# Your task:
Your answer should consist of every line in the records that holds "when".
(Records for the exercise Opens)
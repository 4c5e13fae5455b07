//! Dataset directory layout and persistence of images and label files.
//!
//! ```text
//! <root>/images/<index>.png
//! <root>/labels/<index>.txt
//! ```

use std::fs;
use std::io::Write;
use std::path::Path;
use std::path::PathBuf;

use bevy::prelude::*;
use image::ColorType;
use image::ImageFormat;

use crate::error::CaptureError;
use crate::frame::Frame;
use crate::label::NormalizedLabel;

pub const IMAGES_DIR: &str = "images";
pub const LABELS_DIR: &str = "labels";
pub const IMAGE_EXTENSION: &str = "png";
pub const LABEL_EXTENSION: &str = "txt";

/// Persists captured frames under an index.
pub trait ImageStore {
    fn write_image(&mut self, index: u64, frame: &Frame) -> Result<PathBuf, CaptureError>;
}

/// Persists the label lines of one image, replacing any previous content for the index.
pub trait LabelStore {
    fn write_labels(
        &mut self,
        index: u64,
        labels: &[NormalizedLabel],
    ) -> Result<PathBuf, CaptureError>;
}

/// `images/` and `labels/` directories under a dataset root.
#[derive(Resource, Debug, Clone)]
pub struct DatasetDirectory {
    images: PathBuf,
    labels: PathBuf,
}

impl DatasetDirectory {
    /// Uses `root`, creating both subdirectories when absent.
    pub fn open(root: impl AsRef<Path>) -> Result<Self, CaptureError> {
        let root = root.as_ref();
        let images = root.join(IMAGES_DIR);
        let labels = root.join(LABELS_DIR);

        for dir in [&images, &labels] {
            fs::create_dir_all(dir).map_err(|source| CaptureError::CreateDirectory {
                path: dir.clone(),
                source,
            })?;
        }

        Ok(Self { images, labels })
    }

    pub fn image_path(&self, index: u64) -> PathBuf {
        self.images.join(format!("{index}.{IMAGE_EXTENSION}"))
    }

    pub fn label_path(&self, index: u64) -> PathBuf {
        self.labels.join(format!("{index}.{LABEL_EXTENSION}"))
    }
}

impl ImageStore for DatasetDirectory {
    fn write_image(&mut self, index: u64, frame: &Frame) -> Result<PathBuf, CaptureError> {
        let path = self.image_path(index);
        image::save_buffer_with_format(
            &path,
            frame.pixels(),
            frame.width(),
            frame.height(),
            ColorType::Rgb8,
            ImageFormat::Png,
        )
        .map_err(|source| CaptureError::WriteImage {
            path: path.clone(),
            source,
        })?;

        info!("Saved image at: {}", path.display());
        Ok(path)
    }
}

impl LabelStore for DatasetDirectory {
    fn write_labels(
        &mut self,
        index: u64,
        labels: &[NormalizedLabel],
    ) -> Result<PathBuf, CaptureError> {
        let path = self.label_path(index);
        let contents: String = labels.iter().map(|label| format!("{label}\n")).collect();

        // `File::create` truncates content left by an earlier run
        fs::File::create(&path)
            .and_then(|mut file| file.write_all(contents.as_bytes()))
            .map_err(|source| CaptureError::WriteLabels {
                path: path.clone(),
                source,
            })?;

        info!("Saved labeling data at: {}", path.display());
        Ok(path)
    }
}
(Records for the exercise Closes)
(Records for the exercise Opens)
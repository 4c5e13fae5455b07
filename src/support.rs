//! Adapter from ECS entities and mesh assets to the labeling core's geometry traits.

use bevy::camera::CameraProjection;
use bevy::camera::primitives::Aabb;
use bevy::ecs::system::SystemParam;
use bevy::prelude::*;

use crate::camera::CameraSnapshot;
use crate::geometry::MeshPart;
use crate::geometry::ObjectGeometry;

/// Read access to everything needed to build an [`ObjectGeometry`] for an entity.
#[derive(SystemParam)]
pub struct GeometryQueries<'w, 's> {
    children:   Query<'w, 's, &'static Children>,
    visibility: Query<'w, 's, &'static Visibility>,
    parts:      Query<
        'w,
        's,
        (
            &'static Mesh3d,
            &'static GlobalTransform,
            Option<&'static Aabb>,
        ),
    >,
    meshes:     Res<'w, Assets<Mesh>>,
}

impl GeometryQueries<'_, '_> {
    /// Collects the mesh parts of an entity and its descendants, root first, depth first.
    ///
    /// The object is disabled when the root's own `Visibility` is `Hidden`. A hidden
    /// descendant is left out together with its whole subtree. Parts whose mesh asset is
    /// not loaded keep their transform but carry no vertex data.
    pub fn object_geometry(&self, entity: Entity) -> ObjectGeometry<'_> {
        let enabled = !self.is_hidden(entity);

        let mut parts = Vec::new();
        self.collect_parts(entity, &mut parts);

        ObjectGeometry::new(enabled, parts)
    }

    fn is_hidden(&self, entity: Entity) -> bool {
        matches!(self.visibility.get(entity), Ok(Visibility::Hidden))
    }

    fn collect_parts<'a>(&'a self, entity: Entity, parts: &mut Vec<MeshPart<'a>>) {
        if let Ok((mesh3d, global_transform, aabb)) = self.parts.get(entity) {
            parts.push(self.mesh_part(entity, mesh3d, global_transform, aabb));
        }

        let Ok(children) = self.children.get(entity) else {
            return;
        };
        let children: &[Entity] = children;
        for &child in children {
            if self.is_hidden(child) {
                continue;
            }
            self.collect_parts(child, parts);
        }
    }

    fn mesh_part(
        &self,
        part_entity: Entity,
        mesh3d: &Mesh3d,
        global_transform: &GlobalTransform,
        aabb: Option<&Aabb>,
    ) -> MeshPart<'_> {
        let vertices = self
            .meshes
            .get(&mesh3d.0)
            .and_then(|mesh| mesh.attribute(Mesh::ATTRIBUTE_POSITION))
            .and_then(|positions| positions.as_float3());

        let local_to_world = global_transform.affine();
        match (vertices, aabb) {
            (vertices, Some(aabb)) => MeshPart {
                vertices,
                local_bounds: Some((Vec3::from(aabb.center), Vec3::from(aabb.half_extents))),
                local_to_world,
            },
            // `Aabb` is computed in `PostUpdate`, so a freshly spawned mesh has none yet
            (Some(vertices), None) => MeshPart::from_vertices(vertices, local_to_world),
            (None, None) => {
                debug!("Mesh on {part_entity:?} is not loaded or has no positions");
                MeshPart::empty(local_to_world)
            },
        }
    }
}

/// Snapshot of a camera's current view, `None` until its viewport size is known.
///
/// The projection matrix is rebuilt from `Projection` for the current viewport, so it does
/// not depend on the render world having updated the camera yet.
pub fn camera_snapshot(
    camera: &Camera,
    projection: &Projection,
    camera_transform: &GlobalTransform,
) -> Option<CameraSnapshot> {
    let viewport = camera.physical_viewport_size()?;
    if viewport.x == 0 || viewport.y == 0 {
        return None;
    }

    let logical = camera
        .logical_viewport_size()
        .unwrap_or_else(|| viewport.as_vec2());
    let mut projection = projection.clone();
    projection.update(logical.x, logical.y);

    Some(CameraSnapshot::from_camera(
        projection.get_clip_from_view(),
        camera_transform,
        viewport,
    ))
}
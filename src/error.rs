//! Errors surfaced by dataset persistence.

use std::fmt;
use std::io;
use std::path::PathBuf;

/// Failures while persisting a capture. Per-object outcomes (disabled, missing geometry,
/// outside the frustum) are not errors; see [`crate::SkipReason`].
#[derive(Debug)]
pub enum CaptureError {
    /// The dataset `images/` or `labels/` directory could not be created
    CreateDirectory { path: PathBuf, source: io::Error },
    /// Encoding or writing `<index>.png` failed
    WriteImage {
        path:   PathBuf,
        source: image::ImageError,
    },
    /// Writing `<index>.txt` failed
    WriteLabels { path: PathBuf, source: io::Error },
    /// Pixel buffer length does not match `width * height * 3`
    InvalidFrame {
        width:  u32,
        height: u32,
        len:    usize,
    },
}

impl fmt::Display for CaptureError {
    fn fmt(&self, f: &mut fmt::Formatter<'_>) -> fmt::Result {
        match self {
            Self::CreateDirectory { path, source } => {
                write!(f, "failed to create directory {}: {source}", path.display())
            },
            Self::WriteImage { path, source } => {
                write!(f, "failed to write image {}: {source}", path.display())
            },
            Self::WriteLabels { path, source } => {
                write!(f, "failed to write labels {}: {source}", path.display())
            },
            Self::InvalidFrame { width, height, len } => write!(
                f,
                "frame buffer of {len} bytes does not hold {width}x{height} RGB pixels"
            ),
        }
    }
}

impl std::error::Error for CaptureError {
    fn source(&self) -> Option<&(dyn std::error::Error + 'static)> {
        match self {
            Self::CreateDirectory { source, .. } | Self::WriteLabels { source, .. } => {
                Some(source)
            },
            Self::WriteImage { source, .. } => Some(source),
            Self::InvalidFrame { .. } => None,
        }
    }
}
(Records for the exercise Closes)
# Answer to this task:
    /// Uses `root`, creating both subdirectories when absent.
    /// The object is disabled when the root's own `Visibility` is `Hidden`. A hidden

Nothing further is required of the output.